In dem Treffen, von dem ich hier rede, sehe ich, dass mein Tischnachbar R., auch ein Senior im Gemeinderat, die Unterlagen für die Ortsvorsteher-Wahl ausfüllt.Frau B. vom Amt zeigt immer auf die Kästchen, wo er Kreuzchen machen muss, und die Rubriken, wo er seine Daten einsetzen muss. “Ach, kandidierst du auch?” frage ich. Er deckt seinen Bogen mit dem Arm ab. “Is geheim!” knurrt er. Ich sage: “Die Kandidatur auch? Wie soll man dich dann wählen?” Na, jedenfalls denke ich, wenn R. schon gegen Gerdchen antritt, dann halte ich mich da man lieber raus, auch schon wegen des Kleinen Zeigers. Gemeinderat und Herausgeberin des Lokalblattes geht ja noch, aber auch noch Würdenträgerin?
Als Frau B. fragt, was mit mir ist, ich hätte mir die Unterlagen für die Ortsvorsteher-Kandidatur doch auch mitgenommen, sage ich: “Och nee, lassenSie man. Wir haben ja auch schon zwei Kandidaten. Nachher müssen wir noch ne Stichwahl machen!” “Und wie ist es mit dem Kreistag? Wollen Sie vielleicht für den Kreistag kandidieren?”
Ich hatte schon gesehen, ganz oben in dem Kandidatur-Auswahlmenü, über Gemeinderat, Ortsvorsteher, Bürgermeister gab es noch das Kästchen “Kreistag”. Kreistag? Das ist doch dann Politik! In Seelow! Richtig mit Parteien! Warum eigentlich nicht? Abenteuer. Neuland.
“Ja, warum eigentlich nicht?” sage ich, und Frau B. fängt an, Formulare vor mir auszubreiten. Die Fragen und die damit verbundenen Entscheidungen kommen nach und nach auf den Tisch. “Wollen Sie als Einzelbewerberin kandidieren oder auf einer Wählerliste?” Ich gucke ratlos die anderen an. “Dann können wir als Wählerliste dich doch aufstellen”, schlägt W., der Bürgermeister vor. Ich schaue verwirrt in die Runde. Freundliches Köpfenicken von allen Seiten.

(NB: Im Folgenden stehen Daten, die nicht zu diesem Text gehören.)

use super::CatalogService;
use crate::auth::token::{authenticate, decode_token, find_user, issue_token};
use crate::error::{LibrisError, Result};
use crate::model::{next_id, Ack, Catalog, Id, InventoryItem, LoginGrant, Record, User};
use crate::seed::{BundledSeeds, SeedFetcher};
use crate::store::collections::Collections;
use crate::store::KeyValueStore;
use chrono::Utc;
use std::thread;
use std::time::Duration;
use tracing::debug;

pub const DEFAULT_LATENCY: Duration = Duration::from_millis(300);

/// In-process backend: collections live in a key-value store, ids are
/// `max + 1`, and every call pays a fixed simulated round trip.
pub struct MockService<S: KeyValueStore> {
    collections: Collections<S>,
    seeds: Box<dyn SeedFetcher>,
    latency: Duration,
}

impl<S: KeyValueStore> MockService<S> {
    pub fn new(kv: S) -> Self {
        Self {
            collections: Collections::new(kv),
            seeds: Box::new(BundledSeeds),
            latency: DEFAULT_LATENCY,
        }
    }

    pub fn with_seeds(mut self, seeds: Box<dyn SeedFetcher>) -> Self {
        self.seeds = seeds;
        self
    }

    pub fn with_latency(mut self, latency: Duration) -> Self {
        self.latency = latency;
        self
    }

    pub fn latency(&self) -> Duration {
        self.latency
    }

    pub fn collections(&self) -> &Collections<S> {
        &self.collections
    }

    /// Hand back an outcome after the simulated round trip, whether it
    /// succeeded or not.
    fn respond<T>(&self, op: &str, outcome: Result<T>) -> Result<T> {
        if !self.latency.is_zero() {
            thread::sleep(self.latency);
        }
        match &outcome {
            Ok(_) => debug!(op, "mock ok"),
            Err(e) => debug!(op, error = %e, "mock error"),
        }
        outcome
    }

    fn load<T: Record>(&self) -> Result<Vec<T>> {
        self.collections.load(self.seeds.as_ref())
    }

    fn get_inner<T: Record>(&self, id: Id) -> Result<T> {
        self.load::<T>()?
            .into_iter()
            .find(|item| item.id() == id)
            .ok_or(LibrisError::NotFound(T::KIND))
    }

    fn create_inner<T: Record>(&self, draft: T::Draft) -> Result<T> {
        let mut items = self.load::<T>()?;
        let created = T::from_draft(next_id(&items)?, draft);
        items.push(created.clone());
        self.collections.save(&items)?;
        Ok(created)
    }

    fn update_inner<T: Record>(&self, id: Id, patch: T::Patch) -> Result<T> {
        let mut items = self.load::<T>()?;
        let item = items
            .iter_mut()
            .find(|item| item.id() == id)
            .ok_or(LibrisError::NotFound(T::KIND))?;
        item.apply(patch);
        let updated = item.clone();
        self.collections.save(&items)?;
        Ok(updated)
    }

    fn delete_inner<T: Record>(&self, id: Id) -> Result<Ack> {
        let items = self.load::<T>()?;
        let before = items.len();
        let kept: Vec<T> = items.into_iter().filter(|item| item.id() != id).collect();
        if kept.len() == before {
            return Err(LibrisError::NotFound(T::KIND));
        }
        self.collections.save(&kept)?;
        Ok(Ack::ok())
    }

    fn delete_pair_inner(&self, store_id: Id, book_id: Id) -> Result<Ack> {
        let items = self.load::<InventoryItem>()?;
        let before = items.len();
        let kept: Vec<InventoryItem> = items
            .into_iter()
            .filter(|item| !(item.store_id == store_id && item.book_id == book_id))
            .collect();
        if kept.len() == before {
            return Err(LibrisError::NotFound(InventoryItem::KIND));
        }
        self.collections.save(&kept)?;
        Ok(Ack::ok())
    }

    fn current_user_inner(&self, token: &str) -> Result<User> {
        let claims = decode_token(token)?;
        find_user(claims.user_id)
            .cloned()
            .ok_or(LibrisError::InvalidToken)
    }
}

impl<S: KeyValueStore> CatalogService for MockService<S> {
    fn list<T: Record>(&self) -> Result<Vec<T>> {
        self.respond("list", self.load())
    }

    fn get<T: Record>(&self, id: Id) -> Result<T> {
        self.respond("get", self.get_inner(id))
    }

    fn create<T: Record>(&self, draft: T::Draft) -> Result<T> {
        self.respond("create", self.create_inner(draft))
    }

    fn update<T: Record>(&self, id: Id, patch: T::Patch) -> Result<T> {
        self.respond("update", self.update_inner(id, patch))
    }

    fn delete<T: Record>(&self, id: Id) -> Result<Ack> {
        self.respond("delete", self.delete_inner::<T>(id))
    }

    fn inventory_by_store(&self, store_id: Id) -> Result<Vec<InventoryItem>> {
        let outcome = self.load::<InventoryItem>().map(|items| {
            items
                .into_iter()
                .filter(|item| item.store_id == store_id)
                .collect()
        });
        self.respond("inventory_by_store", outcome)
    }

    fn delete_inventory_by_store_and_book(&self, store_id: Id, book_id: Id) -> Result<Ack> {
        self.respond(
            "delete_inventory_by_store_and_book",
            self.delete_pair_inner(store_id, book_id),
        )
    }

    fn snapshot(&self) -> Result<Catalog> {
        self.respond("snapshot", self.collections.load_all(self.seeds.as_ref()))
    }

    fn login(&self, email: &str, password: &str) -> Result<LoginGrant> {
        let outcome = authenticate(email, password)
            .map(|user| LoginGrant {
                user: user.clone(),
                token: issue_token(user.id, Utc::now()),
            })
            .ok_or(LibrisError::InvalidCredentials);
        self.respond("login", outcome)
    }

    fn logout(&self) -> Result<Ack> {
        self.respond("logout", Ok(Ack::ok()))
    }

    fn current_user(&self, token: &str) -> Result<User> {
        self.respond("current_user", self.current_user_inner(token))
    }
}

#[cfg(any(test, feature = "test_utils"))]
pub mod fixtures {
    use super::*;
    use crate::model::{Author, Book, InventoryItem, Store};
    use crate::store::memory::MemoryStore;

    /// A zero-latency mock over an in-memory store with every collection
    /// present and empty, so nothing is seeded.
    pub fn empty_service() -> MockService<MemoryStore> {
        let service = MockService::new(MemoryStore::new()).with_latency(Duration::ZERO);
        let collections = service.collections();
        collections.save::<Book>(&[]).unwrap();
        collections.save::<Author>(&[]).unwrap();
        collections.save::<Store>(&[]).unwrap();
        collections.save::<InventoryItem>(&[]).unwrap();
        service
    }
}

#[cfg(test)]
mod tests {
    use super::fixtures::empty_service;
    use super::*;
    use crate::model::{
        Author, AuthorPatch, Book, BookPatch, EntityKind, NewAuthor, NewBook,
        NewInventoryItem, NewStore, Store,
    };
    use crate::store::memory::MemoryStore;
    use std::time::Instant;

    fn author(first: &str, last: &str) -> NewAuthor {
        NewAuthor {
            first_name: first.into(),
            last_name: last.into(),
        }
    }

    fn item(store_id: Id, book_id: Id, price: f64) -> NewInventoryItem {
        NewInventoryItem {
            store_id,
            book_id,
            price,
        }
    }

    #[test]
    fn create_assigns_one_on_empty_collection() {
        let service = empty_service();
        let created: Author = service.create(author("Ada", "Lovelace")).unwrap();
        assert_eq!(created.id, 1);
        assert_eq!(service.list::<Author>().unwrap(), vec![created]);
    }

    #[test]
    fn create_never_reuses_ids_below_the_max() {
        let service = empty_service();
        for name in ["A", "B", "C"] {
            service.create::<Author>(author(name, "")).unwrap();
        }
        service.delete::<Author>(2).unwrap();

        let created: Author = service.create(author("D", "")).unwrap();
        assert_eq!(created.id, 4);
    }

    #[test]
    fn update_merges_only_present_fields() {
        let service = empty_service();
        service
            .create::<Book>(NewBook {
                author_id: 1,
                name: "Notes".into(),
                page_count: 50,
            })
            .unwrap();

        let updated: Book = service
            .update(
                1,
                BookPatch {
                    name: Some("Sketch of the Analytical Engine".into()),
                    ..Default::default()
                },
            )
            .unwrap();
        assert_eq!(updated.name, "Sketch of the Analytical Engine");
        assert_eq!(updated.page_count, 50);
        assert_eq!(service.get::<Book>(1).unwrap(), updated);
    }

    #[test]
    fn update_missing_id_leaves_collection_unchanged() {
        let service = empty_service();
        service.create::<Author>(author("Ada", "Lovelace")).unwrap();
        let before = service.list::<Author>().unwrap();

        let err = service
            .update::<Author>(
                9,
                AuthorPatch {
                    first_name: Some("X".into()),
                    ..Default::default()
                },
            )
            .unwrap_err();
        assert!(matches!(err, LibrisError::NotFound(EntityKind::Author)));
        assert_eq!(service.list::<Author>().unwrap(), before);
    }

    #[test]
    fn delete_removes_exactly_one() {
        let service = empty_service();
        service.create::<Author>(author("A", "")).unwrap();
        service.create::<Author>(author("B", "")).unwrap();

        assert_eq!(service.delete::<Author>(1).unwrap(), Ack::ok());
        let remaining = service.list::<Author>().unwrap();
        assert_eq!(remaining.len(), 1);
        assert_eq!(remaining[0].first_name, "B");
    }

    #[test]
    fn delete_missing_id_keeps_length() {
        let service = empty_service();
        service.create::<Author>(author("A", "")).unwrap();

        let err = service.delete::<Store>(1).unwrap_err();
        assert!(matches!(err, LibrisError::NotFound(EntityKind::Store)));
        let err = service.delete::<Author>(5).unwrap_err();
        assert!(matches!(err, LibrisError::NotFound(EntityKind::Author)));
        assert_eq!(service.list::<Author>().unwrap().len(), 1);
    }

    #[test]
    fn get_missing_is_not_found() {
        let service = empty_service();
        assert!(matches!(
            service.get::<InventoryItem>(1),
            Err(LibrisError::NotFound(EntityKind::InventoryItem))
        ));
    }

    #[test]
    fn inventory_by_store_filters() {
        let service = empty_service();
        service.create::<InventoryItem>(item(1, 1, 9.99)).unwrap();
        service.create::<InventoryItem>(item(2, 1, 8.0)).unwrap();
        service.create::<InventoryItem>(item(1, 2, 5.0)).unwrap();

        let store_one = service.inventory_by_store(1).unwrap();
        assert_eq!(
            store_one.iter().map(|i| i.id).collect::<Vec<_>>(),
            vec![1, 3]
        );
        assert!(service.inventory_by_store(3).unwrap().is_empty());
    }

    #[test]
    fn delete_by_store_and_book_removes_all_duplicates() {
        let service = empty_service();
        service.create::<InventoryItem>(item(1, 1, 9.99)).unwrap();
        service.create::<InventoryItem>(item(1, 1, 7.50)).unwrap();
        service.create::<InventoryItem>(item(1, 2, 5.0)).unwrap();

        service.delete_inventory_by_store_and_book(1, 1).unwrap();
        let left = service.list::<InventoryItem>().unwrap();
        assert_eq!(left.len(), 1);
        assert_eq!(left[0].book_id, 2);

        assert!(matches!(
            service.delete_inventory_by_store_and_book(1, 1),
            Err(LibrisError::NotFound(EntityKind::InventoryItem))
        ));
    }

    #[test]
    fn mutations_persist_whole_collection() {
        let service = empty_service();
        service
            .create::<Store>(NewStore {
                name: "Shop A".into(),
                address_1: "1 Main St".into(),
                address_2: None,
                city: "Athens".into(),
                state: "GA".into(),
                zip: "30605".into(),
            })
            .unwrap();

        let raw = service
            .collections()
            .kv()
            .get("library_stores")
            .unwrap()
            .unwrap();
        let stored: Vec<Store> = serde_json::from_str(&raw).unwrap();
        assert_eq!(stored.len(), 1);
        assert_eq!(stored[0].name, "Shop A");
    }

    #[test]
    fn first_use_seeds_from_bundled_data() {
        let service = MockService::new(MemoryStore::new()).with_latency(Duration::ZERO);
        let books = service.list::<Book>().unwrap();
        assert!(!books.is_empty());
        assert!(service
            .collections()
            .kv()
            .get("library_books")
            .unwrap()
            .is_some());
    }

    #[test]
    fn login_then_current_user_round_trip() {
        let service = empty_service();
        let grant = service.login("admin@library.com", "admin123").unwrap();
        assert_eq!(grant.user.email, "admin@library.com");

        let user = service.current_user(&grant.token).unwrap();
        assert_eq!(user, grant.user);

        let json = serde_json::to_value(&user).unwrap();
        assert!(json.get("password").is_none());
    }

    #[test]
    fn wrong_password_is_invalid_credentials() {
        let service = empty_service();
        assert!(matches!(
            service.login("admin@library.com", "nope"),
            Err(LibrisError::InvalidCredentials)
        ));
    }

    #[test]
    fn token_for_unknown_user_is_invalid() {
        let service = empty_service();
        let forged = issue_token(42, Utc::now());
        assert!(matches!(
            service.current_user(&forged),
            Err(LibrisError::InvalidToken)
        ));
        assert!(matches!(
            service.current_user("%%%"),
            Err(LibrisError::InvalidToken)
        ));
    }

    #[test]
    fn logout_always_succeeds() {
        let service = empty_service();
        assert_eq!(service.logout().unwrap(), Ack::ok());
    }

    #[test]
    fn latency_applies_to_error_paths_too() {
        let service = empty_service().with_latency(Duration::from_millis(30));
        let started = Instant::now();
        assert!(service.get::<Book>(99).is_err());
        assert!(started.elapsed() >= Duration::from_millis(30));

        let started = Instant::now();
        assert!(service.login("x", "y").is_err());
        assert!(started.elapsed() >= Duration::from_millis(30));
    }

    #[test]
    fn storage_failure_surfaces_as_error() {
        let service = empty_service();
        service.collections().kv().set_simulate_write_error(true);
        let err = service.create::<Author>(author("A", "B")).unwrap_err();
        assert!(matches!(err, LibrisError::Store(_)));
    }
}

Ich bin gerührt und geschmeichelt. Ich als Kreistagskandidatin, aufgestellt von der Gemeinde Reichenow-Möglin – was für eine Ehre, was für ein Vertrauensbeweis! Der undankbare Job im Gemeinderat hat sich fünf Jahre lang ganz anders angefühlt. Als Zugezogene marginalisiert, absolut machtlos den gewachsenen Verhältnissen gegenüber.
Also sie wollen mit mir in den Wahlkampf ziehen! Aber ist ihnen das auch klar? Und ist es mir überhaupt klar, was da alles dranhängt? Erstmal geht es darum, die Formulare richtig auszufüllen. Wir unterchreiben überall da, wo Frau B. hinzeigt. Manche Sachen weiß sie auch nicht so genau, will es auf dem Amt nochmal nachgucken und mir die Unterlagen dann zuschicken. Einreichen soll ich sie persönlich beim Kreiswahlleiter in Seelow.